Why Gaining Equality Inspires Women’s Hope

What a thrill to experience women’s quest for equality through the play, “Gloria: A Life” in New York City this past weekend! The theater-in-the-round evoked Gloria Steinem’s living room, with each seat backed by a colorful pillow, the stage filled with Persian rugs and ethnic prints, stacks of books, and electrified by a powerful ensemble cast of eight women actors. Multi-media projections brought history to life as Christine Lahti enacted Steinem’s career, starting as a “girl writer” in the news industry of the time, which was unashamedly dominated by white men, also portrayed to entertaining effect by women actors.

For two hours, we were THERE with the young Gloria as she struggled to escape the pink ghettos of fashion and beauty writing assignments, as she fought to gain recognition for her skills rather than her looks, and as she learned from experienced African-American organizers. Over the decades and in community with other women, she gained the courage to overcome her fear of public speaking and began her life’s work as an organizer.   We learned with her, as she spoke with other activists hundreds of times each year, learning and educating around a still-radical notion: women and men arefully equal and human.

My fifteen-year-old granddaughter sat riveted throughout the performance, and said she learned a lot that she had not known about the women’s fight for equality. I learned a lot too:

  • That the U.S. Constitution was modeled after the Iroquois Confederacy, that Benjamin Franklin invited two Iroquois men to attend the Constitutional Convention as consultants, and that their first question was, “Where are your women?”
  • That despite denigrating public pronouncements by national (male) TV commentators, the first issue of magazine, which Steinem co-founded and published free of fashion and beauty advertising in 1971, sold out in Los Angeles in just eight days.
  • That experienced women activists of color were allowed to speak to the media only about race while Steinem, a newbie, was elevated as the spokesperson for women’s issues (which might explain a lot about racial tensions surrounding the 2016 Women’s Marches.)
  • That the protesters who piled bras, girdles and other restrictive clothing into a barrel never set a match to it because they could not get a fire permit and were too obedient to break the law, even though the press forever after dubbed them “Bra Burners.”

And so much more. What a great teaching tool! I hope the play becomes popular in high school theater programs because young people need to understand what it took to gain the rights they enjoy today.
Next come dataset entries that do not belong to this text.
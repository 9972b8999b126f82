pub mod charts;
pub mod config;
pub mod constants;
pub mod error;
pub mod logging;
pub mod pipeline;
pub mod types;

pub use error::{AnalysisError, Result};
pub use pipeline::{Pipeline, PipelineResult};
pub use types::{Table, Value};
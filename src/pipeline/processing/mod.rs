// Pipeline processing: field derivation, genre expansion, and aggregation

pub mod aggregate;
pub mod derive;
pub mod explode;

// Re-export key types and functions
pub use aggregate::{GroupMean, ValueCount};
pub use derive::derive_year;
pub use explode::explode_genres;
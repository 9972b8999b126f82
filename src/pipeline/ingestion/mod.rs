// Ingestion stage: CSV file -> in-memory Table with the required columns checked

use crate::constants::REQUIRED_COLUMNS;
use crate::error::{AnalysisError, Result};
use crate::types::{Table, Value};
use csv::{ReaderBuilder, Trim};
use std::fs;
use std::io::Read;
use std::path::Path;
use tracing::{debug, info, instrument};

/// Load the track dataset at `path`.
///
/// A missing or unreadable file is a `DataAccess` error; a file without
/// every required column is a `Schema` error raised before any row is
/// handed to a later stage.
#[instrument(skip(path), fields(path = %path.display()))]
pub fn load_tracks(path: &Path) -> Result<Table> {
    let bytes = fs::read(path).map_err(|source| AnalysisError::DataAccess {
        path: path.to_path_buf(),
        source,
    })?;
    let table = load_tracks_from_reader(bytes.as_slice())?;

    info!("Loaded {} rows with {} columns", table.len(), table.columns().len());
    Ok(table)
}

/// Load a dataset from any reader; the schema check is the same as [`load_tracks`]
pub fn load_tracks_from_reader<R: Read>(reader: R) -> Result<Table> {
    let mut rdr = ReaderBuilder::new()
        .has_headers(true)
        .trim(Trim::Headers)
        .flexible(true)
        .from_reader(reader);

    let columns: Vec<String> = rdr.headers()?.iter().map(str::to_string).collect();
    debug!("Dataset columns: {:?}", columns);

    let mut table = Table::new(columns);
    table.require_columns(&REQUIRED_COLUMNS)?;

    let width = table.columns().len();
    for (row, record) in rdr.records().enumerate() {
        let record = record?;
        if record.len() > width {
            return Err(AnalysisError::Shape(format!(
                "row {} has {} fields but the header has {}",
                row,
                record.len(),
                width
            )));
        }
        // Short rows are padded with Missing
        let mut cells: Vec<Value> = record.iter().map(Value::from_raw).collect();
        cells.resize(width, Value::Missing);
        table.push_row(cells)?;
    }

    Ok(table)
}

#[cfg(test)]
mod tests {
    use super::*;
    use std::io::Write;
    use tempfile::NamedTempFile;

    const HEADER: &str =
        "Track Name,Artist Name(s),Release Date,Genres,Popularity,Danceability,Valence,Energy,Tempo";

    #[test]
    fn test_load_tracks_from_file() -> anyhow::Result<()> {
        let mut file = NamedTempFile::new()?;
        writeln!(file, "{HEADER}")?;
        writeln!(file, "Song A,Artist A,2020-01-01,\"pop, rock\",10,0.5,0.4,0.3,120")?;
        writeln!(file, "Song B,Artist B,,,5,0.6,0.5,0.4,95")?;

        let table = load_tracks(file.path())?;
        assert_eq!(table.len(), 2);
        assert_eq!(table.columns().len(), 9);

        let genres = table.column("Genres")?;
        assert_eq!(genres[0], &Value::Text("pop, rock".to_string()));
        assert_eq!(genres[1], &Value::Missing);
        Ok(())
    }

    #[test]
    fn test_missing_file_is_data_access_error() {
        let err = load_tracks(Path::new("/definitely/not/here/origins.csv")).unwrap_err();
        assert!(matches!(err, AnalysisError::DataAccess { .. }));
    }

    #[test]
    fn test_missing_columns_is_schema_error() {
        let csv = "Track Name,Genres,Popularity\nSong,pop,10\n";
        match load_tracks_from_reader(csv.as_bytes()) {
            Err(AnalysisError::Schema { missing }) => {
                assert!(missing.contains(&"Artist Name(s)".to_string()));
                assert!(missing.contains(&"Tempo".to_string()));
                assert!(!missing.contains(&"Genres".to_string()));
            }
            other => panic!("expected schema error, got {other:?}"),
        }
    }

    #[test]
    fn test_header_whitespace_is_trimmed() -> anyhow::Result<()> {
        let csv = " Artist Name(s) ,Release Date,Genres,Popularity,Danceability,Valence,Energy,Tempo\n\
                   A,2020,pop,1,0.1,0.2,0.3,100\n";
        let table = load_tracks_from_reader(csv.as_bytes())?;
        assert!(table.has_column("Artist Name(s)"));
        Ok(())
    }

    #[test]
    fn test_short_row_is_padded_with_missing() -> anyhow::Result<()> {
        let csv = format!("{HEADER}\nSong,Artist,2020,rock,20,0.5\n");
        let table = load_tracks_from_reader(csv.as_bytes())?;
        assert_eq!(table.len(), 1);

        let row = table.row(0).expect("one row");
        assert_eq!(row.len(), 9);
        assert_eq!(row[4], Value::Text("20".to_string()));
        assert_eq!(&row[6..], &[Value::Missing, Value::Missing, Value::Missing]);
        Ok(())
    }

    #[test]
    fn test_long_row_is_shape_error() {
        let csv = format!("{HEADER}\nSong,Artist,2020,pop,1,0.1,0.2,0.3,100,extra\n");
        let err = load_tracks_from_reader(csv.as_bytes()).unwrap_err();
        assert!(matches!(err, AnalysisError::Shape(_)));
    }

    #[test]
    fn test_na_markers_load_as_missing() -> anyhow::Result<()> {
        let csv = format!("{HEADER}\nSong,NA,2021,N/A,N/A,0.5,0.5,0.5,100\n");
        let table = load_tracks_from_reader(csv.as_bytes())?;

        assert_eq!(table.column("Artist Name(s)")?[0], &Value::Missing);
        assert_eq!(table.column("Genres")?[0], &Value::Missing);
        assert_eq!(table.numeric_column("Popularity")?, vec![None]);
        Ok(())
    }
}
The play is adapted from Steinem’s fascinating 2015 memoir My Life on the Road, and if you can’t get to New York to see the play, you should read the book. At the performance I attended, which was a benefit for TakeTheLead, Steinem herself led the audience discussion that forms an integral part of every performance. Women and men, young and old, asked questions, shared personal stories, and expressed their appreciation for the doors Steinem and her peers opened for all women today. Rights young women take for granted today were absolutely outrageous ideas then.  Sexual harassment, previously accepted as “just life,” is now a thingthat women can fight. Today women have a legal basis for seeking equal pay, equal opportunity, and the right to control our own bodies, even though progress is uneven and continually threatened.

Steinem, now 84, noted in her closing comments one benefit of growing old: she can remember when things were so much worse than today. She stressed that women’s equality is not something to be won in a mass movement later, but by each woman every day doing a small thing to stand up for equal rights. We gain the courage for those actions by connecting and living in community with others, sharing our stories, laughing and crying, and making our plans together. She left us with a challenge and a question: “What outrageous action for equality will you take in the next 24 hours?”